Blow’s competitors aren’t simply “on the map,” they’re all over it. At Drybar, you can get your blowout with a glass of champagne whether you’re in Tribeca, Flatiron, Midtown, the Upper East Side or Murray Hill.
Anna Cooperberg, a student at Columbia’s Journalism School, considers herself a Drybar regular. “Everything is taken care of, it’s very dependable,” she says. “Every detail is attended to.”
From the “Straight Up” classic blowout to the “Mai Tai” (a sexy, beach-hair look) to the “Shirley Temple” (cute curls for the divas ten and under), Drybar has managed to put a modern spin on your grandmother’s beauty salon, and women (sometimes even men) of all ages seem on board with the trend.
“If you have to go somewhere you can just hop in and hop out if you have an appointment,” says Sahar Saleem, a 21-year-old client at Drybar. “A lot of women are devoted to that.”
Ms. Saleem also admits that although “$40 isn’t bad to get your hair done,” it wasn’t her top priority when it comes to spending decisions. And in a period when full-service hair salons are losing profits as consumers cut back on cuts and perms, a venture in this industry may seem more risky than opportune.

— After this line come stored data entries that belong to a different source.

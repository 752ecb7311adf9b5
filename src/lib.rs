//! gozero - Scale-to-Zero Reverse Proxy
//!
//! A reverse proxy that fronts cluster workloads which may be scaled down
//! to zero replicas. Clients address the proxy as an ordinary HTTP
//! endpoint and select the upstream per request via routing headers.
//!
//! # Architecture Overview
//!
//! ```text
//!                       ┌──────────────────────────────────────────────────┐
//!                       │                  REVERSE PROXY                   │
//!                       │                                                  │
//!   Client Request      │  ┌─────────┐   ┌──────────┐   ┌───────────────┐  │
//!   ────────────────────┼─▶│ server  │──▶│ director │──▶│ retry         │  │
//!   (HTTP/1.1 or h2c)   │  │ (axum)  │   │          │   │ round-tripper │  │
//!                       │  └─────────┘   └────┬─────┘   └──────┬────────┘  │
//!                       │                     │                │           │
//!                       │                     ▼                ▼           │
//!                       │              ┌────────────┐  ┌───────────────┐   │
//!                       │              │ event      │  │ conditional   │───┼──▶ Upstream
//!                       │              │ queue      │  │ transport     │   │
//!                       │              └─────┬──────┘  │ (h1 / h2c)    │   │
//!                       │                    │         └───────────────┘   │
//!   Client Response     │  ┌──────────┐      │                             │
//!   ◀───────────────────┼──│ response │      ▼                             │
//!                       │  │ rewriter │   external scale controller        │
//!                       │  └──────────┘   (drains routing events)          │
//!                       └──────────────────────────────────────────────────┘
//! ```
//!
//! For every accepted request the director publishes a routing event
//! `{host, path}` onto a bounded queue before the first upstream attempt;
//! an external scale controller consumes the queue to establish or extend
//! the upstream's hot lease. The retry round-tripper keeps re-sending the
//! request with exponential backoff while the upstream is still coming up
//! ("no healthy upstream"), so the client sees nothing but latency.

// Core subsystems
pub mod config;
pub mod events;
pub mod proxy;
pub mod transport;

// Cross-cutting concerns
pub mod lifecycle;
pub mod observability;

pub use config::schema::ProxyOptions;
pub use events::{EventStream, RoutingEvent};
pub use lifecycle::Shutdown;
pub use proxy::HttpReverseProxy;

This didn’t stop DreamDry CEO Robin Moraetes and uber-stylist and DreamDry co-founder Rachel Zoe, from opening their first location in New York’s Flatiron District on Valentine’s Day this year. In fact, Ms. Moraetes informs us that although the passé, regular hair salon industry is suffering difficulties in the market, the “quick-service blow-dry industry has seen a 30 percent increase in the last year.”
Apparently, primetime Saturday appointments at DreamDry have to be booked weeks in advance. Not bad for the barely three-month-old establishment. “Our busiest time is early Monday morning,” says Ms. Moraetes. “The busiest days are Fridays and Saturday mornings, by far.” Luckily, they’re open as early as 6:30 a.m. Monday through Friday.
“We always want to look and feel the best we can,” Ms. Moraetes says, attributing near-magical powers to DreamDry’s services. With a blowout, “you feel like you can pretty much accomplish anything.” DreamDry’s target woman is the mother, the daughter, the CEO, the assistant: actually, DreamDry’s target woman is “everyone.”